Prevalence:

• 1 in 100 births in Blacks and 1 in 700 births in Whites.
• More common in males than in females: 2 to 1.

Ultrasound diagnosis:

• More than 5 digits with or without bony phalanx in the hand or foot.
• There are 2 types of polydactyly:
  • Postaxial (more common): sixth digit is on the ulnar or fibular side, after the fifth digit.
  • Preaxial (rare): sixth digit is on the radial or tibial side, before the thumb or toe.

Associated abnormalities:

• Chromosomal abnormalities: found in 75% of fetuses with trisomy 13.
• In most cases it is an isolated finding, with an autosomal dominant mode of inheritance. In some cases there is an association with genetic syndromes:
  • Meckel - Gruber syndrome: autosomal recessive; polydactyly, polycystic kidneys, occipital cephalocele.
  • Bardet - Biedl syndrome: autosomal recessive; postaxial polydactyly, enlarged hyperechogenic kidneys.

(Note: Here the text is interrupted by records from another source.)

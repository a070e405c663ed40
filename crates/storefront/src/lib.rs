//! MangaVerse storefront library.
//!
//! Client-side state and flows of the MangaVerse manga shop, plus the small
//! server that sends transactional email.
//!
//! # Modules
//!
//! - [`stores`] - cart and session containers, persisted through [`storage`]
//! - [`checkout`] - the shipping / payment / review wizard
//! - [`api`] - HTTP client for the external MangaVerse API
//! - [`services`] - account, catalog and email services
//! - [`shell`] - notifications and navigation requested by the above
//! - [`routes`], [`state`], [`error`] - the axum server

#![cfg_attr(not(test), forbid(unsafe_code))]

pub mod api;
pub mod checkout;
pub mod config;
pub mod error;
pub mod routes;
pub mod services;
pub mod shell;
pub mod state;
pub mod storage;
pub mod stores;
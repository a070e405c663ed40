//! Catalog commands.

use mangaverse_core::ProductId;
use tracing::info;

use super::{CommandError, Context};

/// List every product.
///
/// # Errors
///
/// Returns an error if the catalog cannot be fetched.
pub async fn list(ctx: &Context) -> Result<(), CommandError> {
    let products = ctx.catalog().list_products().await?;

    for product in &products {
        let availability = if product.in_stock() { "" } else { "  (out of stock)" };
        info!(
            "{}  {} by {}  ${}{availability}",
            product.id,
            product.title,
            product.author,
            product.price.to_fixed()
        );
    }
    info!(count = products.len(), "Catalog listed");
    Ok(())
}

/// Show one product in detail.
///
/// # Errors
///
/// Returns an error if the product does not exist or the request fails.
pub async fn show(ctx: &Context, id: &ProductId) -> Result<(), CommandError> {
    let product = ctx.catalog().product(id).await?;

    info!("{} by {}", product.title, product.author);
    info!("  Price: ${}", product.price.to_fixed());
    if let Some(description) = &product.description {
        info!("  {description}");
    }
    let details = [
        ("ISBN", product.isbn.as_deref()),
        ("Category", product.category.as_deref()),
        ("Sub-category", product.sub_category.as_deref()),
        ("Language", product.language.as_deref()),
        ("Publisher", product.publisher.as_deref()),
        ("Published", product.publication_date.as_deref()),
    ];
    for (label, value) in details {
        if let Some(value) = value {
            info!("  {label}: {value}");
        }
    }
    if let Some(pages) = product.pages {
        info!("  Pages: {pages}");
    }
    match product.stock {
        Some(0) => info!("  Out of stock"),
        Some(stock) => info!("  In stock: {stock}"),
        None => {}
    }
    if let (Some(rating), Some(reviews)) = (product.average_rating, product.number_of_reviews) {
        info!("  Rating: {rating:.1} ({reviews} reviews)");
    }
    Ok(())
}
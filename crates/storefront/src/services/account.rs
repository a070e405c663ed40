//! Account flows: sign in, registration, password recovery, order history.
//!
//! Each operation reports its outcome to the user through the [`Shell`] and
//! also returns it, so callers can react programmatically.

use std::sync::Arc;
use std::time::Duration;

use base64::Engine as _;
use base64::engine::general_purpose::URL_SAFE_NO_PAD;
use mangaverse_core::UserId;
use serde::Deserialize;
use thiserror::Error;
use tokio::task::JoinHandle;
use tracing::{info, instrument, warn};

use crate::api::types::OrderSummary;
use crate::api::{ApiClient, ApiError};
use crate::services::welcome::WelcomeEmailTrigger;
use crate::shell::{Notification, Route, Shell};
use crate::stores::auth::LOGIN_REDIRECT_DELAY;
use crate::stores::{AuthStore, Session, UserProfile};

/// Delay between a successful password reset and the redirect to login.
pub const RESET_REDIRECT_DELAY: Duration = Duration::from_millis(2000);

/// Special characters accepted (and one required) by the password policy.
pub const PASSWORD_SPECIALS: &str = "!@#$%^&*()_+";

const UNEXPECTED: &str = "An unexpected error occurred. Please try again.";

/// Errors from account operations.
#[derive(Debug, Error)]
pub enum AccountError {
    #[error("Passwords do not match.")]
    PasswordMismatch,

    #[error(
        "Password must be at least 8 characters long and contain at least one uppercase letter, one lowercase letter, one number, and one special character (!@#$%^&*()_+)."
    )]
    WeakPassword,

    #[error("No reset token found in the URL. Please use the link from your email.")]
    MissingResetToken,

    #[error("Please log in to view your orders.")]
    NotAuthenticated,

    #[error("session token has no readable user id: {0}")]
    InvalidToken(String),

    #[error(transparent)]
    Api(#[from] ApiError),
}

/// True if `password` satisfies the reset policy: at least 8 characters, one
/// lowercase, one uppercase, one digit and one of [`PASSWORD_SPECIALS`], and
/// nothing outside those classes.
#[must_use]
pub fn meets_password_policy(password: &str) -> bool {
    let is_special = |c: char| PASSWORD_SPECIALS.contains(c);
    password.chars().count() >= 8
        && password
            .chars()
            .all(|c| c.is_ascii_alphanumeric() || is_special(c))
        && password.chars().any(|c| c.is_ascii_lowercase())
        && password.chars().any(|c| c.is_ascii_uppercase())
        && password.chars().any(|c| c.is_ascii_digit())
        && password.chars().any(is_special)
}

#[derive(Deserialize)]
struct TokenClaims {
    id: UserId,
}

/// Read the user id from the `id` claim of a JWT, without verifying it.
fn user_id_from_token(token: &str) -> Result<UserId, AccountError> {
    let payload = token
        .split('.')
        .nth(1)
        .ok_or_else(|| AccountError::InvalidToken("not a JWT".to_owned()))?;
    let bytes = URL_SAFE_NO_PAD
        .decode(payload.trim_end_matches('='))
        .map_err(|e| AccountError::InvalidToken(e.to_string()))?;
    let claims: TokenClaims =
        serde_json::from_slice(&bytes).map_err(|e| AccountError::InvalidToken(e.to_string()))?;
    Ok(claims.id)
}

/// Account operations against the external API.
#[derive(Clone)]
pub struct AccountService {
    api: ApiClient,
    shell: Arc<dyn Shell>,
    welcome: WelcomeEmailTrigger,
}

impl AccountService {
    pub fn new(api: ApiClient, shell: Arc<dyn Shell>, welcome: WelcomeEmailTrigger) -> Self {
        Self {
            api,
            shell,
            welcome,
        }
    }

    /// Sign in. On success the [`AuthStore`] greets the user and heads home.
    ///
    /// # Errors
    ///
    /// Returns the API error after notifying the user.
    #[instrument(skip(self, auth, password))]
    pub async fn login(
        &self,
        auth: &mut AuthStore,
        email: &str,
        password: &str,
    ) -> Result<(), AccountError> {
        let response = self
            .api
            .login(email.trim(), password)
            .await
            .map_err(|e| self.report(e, UNEXPECTED))?;

        auth.login(Session::new(
            UserProfile {
                id: response.id,
                name: response.name,
                email: response.email,
                role: response.role,
            },
            response.token,
        ));
        Ok(())
    }

    /// Create an account and sign in.
    ///
    /// The welcome email is requested in the background; the returned handle
    /// may be awaited or dropped.
    ///
    /// # Errors
    ///
    /// Returns an error after notifying the user if the passwords differ, the
    /// server refuses the account, or its token is unreadable.
    #[instrument(skip(self, auth, password, confirm))]
    pub async fn register(
        &self,
        auth: &mut AuthStore,
        name: &str,
        email: &str,
        password: &str,
        confirm: &str,
    ) -> Result<JoinHandle<()>, AccountError> {
        if password != confirm {
            return Err(self.reject(AccountError::PasswordMismatch));
        }

        let response = self
            .api
            .register(name.trim(), email.trim(), password)
            .await
            .map_err(|e| self.report(e, UNEXPECTED))?;

        let id = user_id_from_token(&response.token).map_err(|e| {
            warn!(error = %e, "registration token unreadable");
            self.shell.notify(Notification::error(UNEXPECTED));
            e
        })?;

        let greeting = format!(
            "Registration successful! Welcome to MangaVerse, {}!",
            response.name
        );
        info!(user_id = %id, "account registered");
        auth.establish(Session::new(
            UserProfile {
                id,
                name: response.name,
                email: response.email,
                role: response.role,
            },
            response.token,
        ));
        self.shell.notify(Notification::success(greeting));

        let welcome = self.welcome.trigger(email.trim(), name.trim());
        self.shell.navigate_after(Route::Home, LOGIN_REDIRECT_DELAY);
        Ok(welcome)
    }

    /// Request a password reset link. Returns the message shown to the user.
    ///
    /// # Errors
    ///
    /// Returns the API error after notifying the user.
    #[instrument(skip(self))]
    pub async fn forgot_password(&self, email: &str) -> Result<String, AccountError> {
        let response = self
            .api
            .forgot_password(email.trim())
            .await
            .map_err(|e| self.report(e, UNEXPECTED))?;

        let message = response.message.unwrap_or_else(|| {
            "If an account with that email exists, a password reset link has been sent to your inbox."
                .to_owned()
        });
        self.shell.notify(Notification::success(message.clone()));
        Ok(message)
    }

    /// Set a new password using the token from the reset link.
    ///
    /// # Errors
    ///
    /// Returns an error after notifying the user. A missing token also sends
    /// the user back to the forgot-password page.
    #[instrument(skip_all)]
    pub async fn reset_password(
        &self,
        reset_token: Option<&str>,
        password: &str,
        confirm: &str,
    ) -> Result<(), AccountError> {
        let Some(reset_token) = reset_token.filter(|t| !t.trim().is_empty()) else {
            let err = self.reject(AccountError::MissingResetToken);
            self.shell.navigate(Route::ForgotPassword);
            return Err(err);
        };
        if password != confirm {
            return Err(self.reject(AccountError::PasswordMismatch));
        }
        if !meets_password_policy(password) {
            return Err(self.reject(AccountError::WeakPassword));
        }

        let response = self
            .api
            .reset_password(reset_token.trim(), password)
            .await
            .map_err(|e| {
                self.report(
                    e,
                    "An unexpected error occurred during password reset. Please try again.",
                )
            })?;

        self.shell.notify(Notification::success(
            response
                .message
                .unwrap_or_else(|| "Password has been reset successfully!".to_owned()),
        ));
        self.shell.navigate_after(Route::Login, RESET_REDIRECT_DELAY);
        Ok(())
    }

    /// Orders of the signed-in user.
    ///
    /// # Errors
    ///
    /// Returns an error after notifying the user when signed out or when the
    /// request fails.
    #[instrument(skip_all)]
    pub async fn my_orders(&self, auth: &AuthStore) -> Result<Vec<OrderSummary>, AccountError> {
        let Some(token) = auth.bearer_token() else {
            return Err(self.reject(AccountError::NotAuthenticated));
        };

        self.api.my_orders(token).await.map_err(|e| {
            warn!(error = %e, "failed to load orders");
            self.shell
                .notify(Notification::error("Failed to load your orders."));
            AccountError::Api(e)
        })
    }

    fn reject(&self, error: AccountError) -> AccountError {
        self.shell.notify(Notification::error(error.to_string()));
        error
    }

    /// Notify "Error: {server message}", or `fallback` when the server gave none.
    fn report(&self, error: ApiError, fallback: &str) -> AccountError {
        warn!(error = %error, "account request failed");
        let message = error
            .server_message()
            .map_or_else(|| fallback.to_owned(), |m| format!("Error: {m}"));
        self.shell.notify(Notification::error(message));
        AccountError::Api(error)
    }
}
//! Order endpoints. Both require a bearer token.

use tracing::{debug, instrument};

use super::types::{CreateOrderResponse, OrderRequest, OrderSummary};
use super::{ApiClient, ApiError};

impl ApiClient {
    /// Place an order.
    ///
    /// A `200` with `success: false` is returned as-is; callers decide how to
    /// report it.
    ///
    /// # Errors
    ///
    /// Returns an error if no response arrives or the server rejects the order.
    #[instrument(skip(self, token, order), fields(
        method = %order.payment_method,
        lines = order.order_items.len(),
        total = %order.total_amount,
    ))]
    pub async fn create_order(
        &self,
        token: &str,
        order: &OrderRequest,
    ) -> Result<CreateOrderResponse, ApiError> {
        let response: CreateOrderResponse = self
            .send(self.post(&["orders"])?.bearer_auth(token).json(order))
            .await?;
        debug!(success = response.success, "order request answered");
        Ok(response)
    }

    /// Orders placed by the signed-in user.
    ///
    /// # Errors
    ///
    /// Returns an error if the request fails or the token is rejected.
    #[instrument(skip(self, token))]
    pub async fn my_orders(&self, token: &str) -> Result<Vec<OrderSummary>, ApiError> {
        self.send(self.get(&["orders", "myorders"])?.bearer_auth(token))
            .await
    }
}

#[cfg(test)]
#[allow(clippy::unwrap_used)]
mod tests {
    use mangaverse_core::{PaymentMethod, Price, ProductId};
    use serde_json::json;
    use wiremock::matchers::{body_partial_json, header, method, path};
    use wiremock::{Mock, MockServer, ResponseTemplate};

    use super::*;
    use crate::api::test_support::client_for;
    use crate::api::types::OrderLine;
    use crate::checkout::ShippingInfo;

    fn order() -> OrderRequest {
        OrderRequest {
            order_items: vec![OrderLine {
                product_id: ProductId::new("p1"),
                name: "Vagabond 1".to_string(),
                quantity: 2,
                price: Price::from_cents(1000).unwrap(),
            }],
            shipping_address: ShippingInfo {
                full_name: "Musashi Miyamoto".to_string(),
                address_line1: "1 Castle Rd".to_string(),
                address_line2: None,
                city: "Kyoto".to_string(),
                state: None,
                postal_code: None,
                country: "Japan".to_string(),
                phone: "+81 90 0000 0000".to_string(),
            },
            payment_method: PaymentMethod::CashOnDelivery,
            payment_details: None,
            payment_result: None,
            total_amount: Price::from_cents(2000).unwrap(),
        }
    }

    #[tokio::test]
    async fn create_order_sends_bearer_and_contract() {
        let server = MockServer::start().await;
        Mock::given(method("POST"))
            .and(path("/api/orders"))
            .and(header("authorization", "Bearer tok"))
            .and(body_partial_json(json!({
                "paymentMethod": "cod",
                "totalAmount": 20.0,
                "orderItems": [{"productId": "p1", "name": "Vagabond 1", "quantity": 2, "price": 10.0}],
                "shippingAddress": {"fullName": "Musashi Miyamoto", "addressLine1": "1 Castle Rd"}
            })))
            .respond_with(
                ResponseTemplate::new(201)
                    .set_body_json(json!({"success": true, "order": {"_id": "o-1"}})),
            )
            .mount(&server)
            .await;

        let api = client_for(&server.uri());
        let response = api.create_order("tok", &order()).await.unwrap();
        assert!(response.success);
        assert_eq!(response.order.unwrap().id.as_str(), "o-1");
    }

    #[tokio::test]
    async fn rejection_carries_server_message() {
        let server = MockServer::start().await;
        Mock::given(method("POST"))
            .and(path("/api/orders"))
            .respond_with(ResponseTemplate::new(400).set_body_json(json!({"message": "Out of stock"})))
            .mount(&server)
            .await;

        let api = client_for(&server.uri());
        let err = api.create_order("tok", &order()).await.unwrap_err();
        assert_eq!(err.server_message(), Some("Out of stock"));
    }

    #[tokio::test]
    async fn unreachable_server() {
        let api = client_for("http://127.0.0.1:9");
        let err = api.create_order("tok", &order()).await.unwrap_err();
        assert!(err.is_unreachable());
    }

    #[tokio::test]
    async fn my_orders_lists_history() {
        let server = MockServer::start().await;
        Mock::given(method("GET"))
            .and(path("/api/orders/myorders"))
            .and(header("authorization", "Bearer tok"))
            .respond_with(ResponseTemplate::new(200).set_body_json(json!([{
                "_id": "o-1",
                "createdAt": "2025-01-02T03:04:05Z",
                "totalAmount": 20,
                "paymentMethod": "cod",
                "status": "pending",
                "orderItems": [{"name": "Vagabond 1", "quantity": 2, "price": 10}]
            }])))
            .mount(&server)
            .await;

        let api = client_for(&server.uri());
        let orders = api.my_orders("tok").await.unwrap();
        assert_eq!(orders.len(), 1);
        assert_eq!(orders[0].total_amount, Price::from_cents(2000).unwrap());
    }
}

Postnatally: obesity, retinopathy, hypogonadism, neurological disorders.
  • Short - rib polydactyly syndrome: autosomal recessive; short limbs, hypoplastic thorax, polydactyly, heart  and brain defects, polycystic kidneys.
  • Ellis – van Creveld syndrome: autosomal recessive; short limbs, postaxial polydactyly, narrow chest, heart defects.

Investigations:

• Detailed ultrasound examination.
• Invasive testing and array in non-isolated cases.
• Consultation with clinical geneticist.

Follow up:

• In isolated cases, follow-up should be standard.

Delivery:

• Standard obstetric care and delivery.

Prognosis:

• Isolated cases: good prognosis.

Recurrence:

• Isolated familial: 50%.
• Part of trisomy 13: 1%.
• Part of autosomal recessive syndromes: 25%.